必要な場合には、発酵後に細胞を発酵ブロスから遠心分離またはろ過により除去することができる。発酵を停止した後、または細胞を除去した後、続いて本発明のポリペプチドを回収し、所望の場合は通常の手段により精製および単離することができる。
D.合成経路におけるポリペプチドの使用およびビタミンB 12 の製造における使用(反応/酵素)
A.アミド化((アミド)シンターゼ):本発明のさらに別の特徴はアミド化プロセスまたはアミンの製造プロセスに関する。前記プロセスは、基質を本発明のポリペプチドと接触させることを含む。したがって、前記方法は基質をアミド化することを含む。前記ポリペプチドは、好ましくはシンターゼ(例えばアミドシンターゼ)である。前記は、上記(例えば第一の特徴)で定義したように配列番号:2の配列を有するポリペプチド、またはその変種もしくはフラグメントであろう。また別には、前記ポリペプチドは、マイコバクテリウム科の細菌、例えばプロピオニバクテリウム属の細菌、特にプロピオニバクテリウム=フリューデンレイキーに属する種に由来するシンターゼであろう。

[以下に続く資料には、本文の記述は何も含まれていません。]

//! Email address classification.

use std::collections::HashSet;

use serde::{Deserialize, Serialize};

use crate::attributes::is_sentinel;

pub const DEFAULT_FREE_PROVIDERS: &[&str] = &[
    "gmail.com",
    "googlemail.com",
    "outlook.com",
    "hotmail.com",
    "live.com",
    "msn.com",
    "yahoo.com",
    "ymail.com",
    "aol.com",
    "icloud.com",
    "me.com",
    "mac.com",
    "protonmail.com",
    "proton.me",
    "mail.com",
    "gmx.com",
    "gmx.net",
    "zoho.com",
    "yandex.com",
];

#[derive(Debug, Clone, Copy, PartialEq, Eq, Serialize, Deserialize)]
#[serde(rename_all = "lowercase")]
pub enum EmailKind {
    /// Consumer mailbox provider (gmail, outlook, ...).
    Free,
    /// Anything with a domain that is not a known free provider.
    Business,
    /// No address, or not shaped like one.
    Unknown,
}

/// Set of consumer email domains.
#[derive(Debug, Clone, PartialEq, Eq)]
pub struct FreeEmailProviders {
    domains: HashSet<String>,
}

impl Default for FreeEmailProviders {
    fn default() -> Self {
        Self::new(DEFAULT_FREE_PROVIDERS.iter().copied())
    }
}

impl FreeEmailProviders {
    pub fn new<I, S>(domains: I) -> Self
    where
        I: IntoIterator<Item = S>,
        S: AsRef<str>,
    {
        Self {
            domains: domains
                .into_iter()
                .map(|d| d.as_ref().trim().to_ascii_lowercase())
                .filter(|d| !d.is_empty())
                .collect(),
        }
    }

    pub fn contains(&self, domain: &str) -> bool {
        self.domains.contains(&domain.to_ascii_lowercase())
    }

    pub fn classify(&self, email: Option<&str>) -> EmailKind {
        match email.and_then(email_domain) {
            Some(domain) if self.contains(domain) => EmailKind::Free,
            Some(_) => EmailKind::Business,
            None => EmailKind::Unknown,
        }
    }
}

/// Domain part of an email address, if it looks like one.
pub fn email_domain(email: &str) -> Option<&str> {
    let email = email.trim();
    if is_sentinel(email) {
        return None;
    }
    let (local, domain) = email.rsplit_once('@')?;
    if local.is_empty() || !domain.contains('.') || domain.starts_with('.') {
        return None;
    }
    Some(domain)
}
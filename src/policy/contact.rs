use crate::attributes::RecordAttributes;

use super::{
    DecisionRule, DomainRank, EmailKind, FreeEmailProviders, MergeDecision, MergePolicy,
    RejectReason, Side, Verdict,
};
use super::email::email_domain;

pub const DEFAULT_EMPLOYEE_TYPE: &str = "Company Employee";

/// Contact merges.
///
/// Pairs where neither contact is a company employee are rejected. Otherwise
/// the record with an email wins, a business address beats a free one, and
/// two business addresses go by domain rank. Phone presence breaks the
/// remaining ties before falling back to left.
#[derive(Debug, Clone)]
pub struct ContactPolicy {
    ranks: DomainRank,
    free: FreeEmailProviders,
    employee_type: String,
}

impl Default for ContactPolicy {
    fn default() -> Self {
        Self::new(
            DomainRank::default(),
            FreeEmailProviders::default(),
            DEFAULT_EMPLOYEE_TYPE.to_string(),
        )
    }
}

impl ContactPolicy {
    pub fn new(ranks: DomainRank, free: FreeEmailProviders, employee_type: String) -> Self {
        Self {
            ranks,
            free,
            employee_type,
        }
    }

    fn is_employee(&self, record: &RecordAttributes) -> bool {
        record
            .contact_type
            .as_deref()
            .is_some_and(|t| t.trim().eq_ignore_ascii_case(self.employee_type.trim()))
    }

    fn by_email(&self, left: &RecordAttributes, right: &RecordAttributes) -> Option<MergeDecision> {
        match (left.has_email(), right.has_email()) {
            (true, false) => return Some(MergeDecision::new(Side::Left, DecisionRule::EmailPresence)),
            (false, true) => return Some(MergeDecision::new(Side::Right, DecisionRule::EmailPresence)),
            (false, false) => return None,
            (true, true) => {}
        }

        let left_kind = self.free.classify(left.email.as_deref());
        let right_kind = self.free.classify(right.email.as_deref());
        match (left_kind, right_kind) {
            (EmailKind::Business, EmailKind::Free) => {
                Some(MergeDecision::new(Side::Left, DecisionRule::BusinessEmail))
            }
            (EmailKind::Free, EmailKind::Business) => {
                Some(MergeDecision::new(Side::Right, DecisionRule::BusinessEmail))
            }
            (EmailKind::Business, EmailKind::Business) => self
                .ranks
                .compare(
                    left.email.as_deref().and_then(email_domain),
                    right.email.as_deref().and_then(email_domain),
                )
                .map(|side| MergeDecision::new(side, DecisionRule::EmailDomainRank)),
            _ => None,
        }
    }

    fn by_phone(left: &RecordAttributes, right: &RecordAttributes) -> Option<MergeDecision> {
        match (left.has_phone(), right.has_phone()) {
            (true, false) => Some(MergeDecision::new(Side::Left, DecisionRule::PhonePresence)),
            (false, true) => Some(MergeDecision::new(Side::Right, DecisionRule::PhonePresence)),
            _ => None,
        }
    }
}

impl MergePolicy for ContactPolicy {
    fn name(&self) -> &'static str {
        "contact"
    }

    fn decide(&self, left: &RecordAttributes, right: &RecordAttributes) -> Verdict {
        if !self.is_employee(left) && !self.is_employee(right) {
            return Verdict::Reject {
                reason: RejectReason::NotCompanyEmployee,
            };
        }

        let decision = self
            .by_email(left, right)
            .or_else(|| Self::by_phone(left, right))
            .unwrap_or_else(MergeDecision::default_left);
        Verdict::Merge(decision)
    }
}

#[cfg(test)]
mod tests {
    use super::*;

    fn employee(email: Option<&str>, phone: bool) -> RecordAttributes {
        RecordAttributes {
            email: email.map(str::to_string),
            phone: Some(phone),
            contact_type: Some(DEFAULT_EMPLOYEE_TYPE.to_string()),
            ..Default::default()
        }
    }

    fn merged(verdict: Verdict) -> MergeDecision {
        match verdict {
            Verdict::Merge(decision) => decision,
            other => panic!("expected merge, got {other:?}"),
        }
    }

    #[test]
    fn test_rejects_when_neither_is_employee() {
        let policy = ContactPolicy::default();
        let left = RecordAttributes {
            contact_type: Some("Customer".into()),
            ..Default::default()
        };
        let right = RecordAttributes::default();
        assert_eq!(
            policy.decide(&left, &right),
            Verdict::Reject {
                reason: RejectReason::NotCompanyEmployee
            }
        );
    }

    #[test]
    fn test_one_employee_is_enough() {
        let policy = ContactPolicy::default();
        let left = RecordAttributes {
            contact_type: Some("company employee".into()),
            ..Default::default()
        };
        let right = RecordAttributes::default();
        assert_eq!(merged(policy.decide(&left, &right)), MergeDecision::default_left());
    }

    #[test]
    fn test_email_presence_wins() {
        let policy = ContactPolicy::default();
        let decision = merged(policy.decide(&employee(None, true), &employee(Some("a@gmail.com"), false)));
        assert_eq!(decision, MergeDecision::new(Side::Right, DecisionRule::EmailPresence));
    }

    #[test]
    fn test_business_beats_free() {
        let policy = ContactPolicy::default();
        let decision = merged(policy.decide(
            &employee(Some("a@acme.biz"), false),
            &employee(Some("a@gmail.com"), true),
        ));
        assert_eq!(decision, MergeDecision::new(Side::Left, DecisionRule::BusinessEmail));
    }

    #[test]
    fn test_business_domains_by_rank() {
        let policy = ContactPolicy::default();
        let decision = merged(policy.decide(
            &employee(Some("a@acme.org"), true),
            &employee(Some("a@acme.io"), false),
        ));
        assert_eq!(decision, MergeDecision::new(Side::Right, DecisionRule::EmailDomainRank));
    }

    #[test]
    fn test_phone_breaks_email_tie() {
        let policy = ContactPolicy::default();
        let decision = merged(policy.decide(
            &employee(Some("a@gmail.com"), false),
            &employee(Some("b@yahoo.com"), true),
        ));
        assert_eq!(decision, MergeDecision::new(Side::Right, DecisionRule::PhonePresence));

        let decision = merged(policy.decide(&employee(None, false), &employee(None, true)));
        assert_eq!(decision, MergeDecision::new(Side::Right, DecisionRule::PhonePresence));
    }

    #[test]
    fn test_full_tie_defaults_left() {
        let policy = ContactPolicy::default();
        let decision = merged(policy.decide(
            &employee(Some("a@acme.com"), true),
            &employee(Some("b@other.com"), true),
        ));
        assert!(decision.is_ambiguous());
    }
}
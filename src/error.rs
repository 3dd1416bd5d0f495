//! Error taxonomy for the merge loop.
//!
//! Three layers, each caught at a different boundary:
//!
//! - [`UiError`] comes out of a [`UiAdapter`](crate::adapter::UiAdapter) call.
//! - [`PairError`] ends processing of one pair; the batch carries on.
//! - [`RunError`] ends the whole run.

use std::time::Duration;

use thiserror::Error;

use crate::policy::Side;
use crate::retry::AttemptTimedOut;

/// Failure reported by a UI adapter operation.
#[derive(Error, Debug, Clone, PartialEq, Eq)]
pub enum UiError {
    /// Element not present or not stable yet; worth polling again.
    #[error("not ready: {0}")]
    NotReady(String),

    /// A bounded wait ran out.
    #[error("timed out after {after:?} waiting for {what}")]
    Timeout { what: String, after: Duration },

    /// The UI rejected or failed to perform an action.
    #[error("action failed: {0}")]
    Action(String),

    /// The queue view itself is gone (logged out, page crashed, wrong URL).
    #[error("queue unavailable: {0}")]
    QueueUnavailable(String),
}

impl UiError {
    pub fn is_transient(&self) -> bool {
        matches!(self, Self::NotReady(_) | Self::Timeout { .. })
    }

    pub fn is_fatal(&self) -> bool {
        matches!(self, Self::QueueUnavailable(_))
    }
}

/// Failure that abandons a single pair.
#[derive(Error, Debug, Clone, PartialEq, Eq)]
pub enum PairError {
    /// Fields never became readable within the retry budget.
    #[error("attributes not available after {attempts} attempts: {source}")]
    Transient {
        attempts: u32,
        #[source]
        source: UiError,
    },

    /// Fields were present but could not be parsed.
    #[error("{side} record has unparseable {field}: {value:?}")]
    ExtractionAmbiguous {
        side: Side,
        field: &'static str,
        value: String,
    },

    /// A selection or merge did not observably take effect.
    #[error("{action} did not take effect")]
    ActionVerificationFailed { action: String },

    /// A step exceeded its timeout.
    #[error("{step} timed out after {after:?}")]
    Timeout { step: &'static str, after: Duration },

    /// Any other adapter failure.
    #[error(transparent)]
    Ui(#[from] UiError),
}

impl From<AttemptTimedOut> for PairError {
    fn from(err: AttemptTimedOut) -> Self {
        Self::Timeout {
            step: "retry attempt",
            after: err.after,
        }
    }
}

/// Failure that aborts the whole run.
#[derive(Error, Debug)]
pub enum RunError {
    #[error("fatal environment error: {0}")]
    FatalEnvironment(String),
}

impl From<UiError> for RunError {
    fn from(err: UiError) -> Self {
        Self::FatalEnvironment(err.to_string())
    }
}

#[cfg(test)]
mod tests {
    use super::*;

    #[test]
    fn test_transient_classification() {
        assert!(UiError::NotReady("count".into()).is_transient());
        assert!(
            UiError::Timeout {
                what: "modal".into(),
                after: Duration::from_millis(10),
            }
            .is_transient()
        );
        assert!(!UiError::Action("click".into()).is_transient());
        assert!(UiError::QueueUnavailable("gone".into()).is_fatal());
    }

    #[test]
    fn test_display_messages() {
        let err = PairError::ExtractionAmbiguous {
            side: Side::Right,
            field: "contact count",
            value: "abc".into(),
        };
        assert_eq!(
            err.to_string(),
            "right record has unparseable contact count: \"abc\""
        );

        let err = PairError::Timeout {
            step: "confirm merge",
            after: Duration::from_millis(1500),
        };
        assert_eq!(err.to_string(), "confirm merge timed out after 1.5s");
    }
}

前記プロセスはグルタミンの存在下で実施することができる。グルタミンは前記反応でグルタメートに変換させることができる。前記ポリペプチドは、ヒドロキシル基をアミンに変換するか、またはカルボキシル基(COOH)をカルボキシアミド(CONH2)に変換する能力を有するであろう。前記プロセスから生じる生成物はしたがって第一アミンであろう。
前記プロセスは、前記ポリペプチドが基質を2回アミド化することができるので、換言すれば前記基質の(別個の)置換基上に2つの(好ましくは第一)アミン基を生じるので反復させることができる。したがって、前記プロセスは、第一のカルボキシル基をカルボキシアミド基に変換することを含むことができる。前記プロセスを繰り返して、第二のカルボキシル基を同様にカルボキシアミド基に変換することができる。このようにして、前記プロセスはアミド化を2回含むことができる(例えば2つの別個の(例えば第一)アミンの生成)。(第二の)アミド化は、好ましくは基質上の別個の置換基(たとえばカルボキシル基)で生じる。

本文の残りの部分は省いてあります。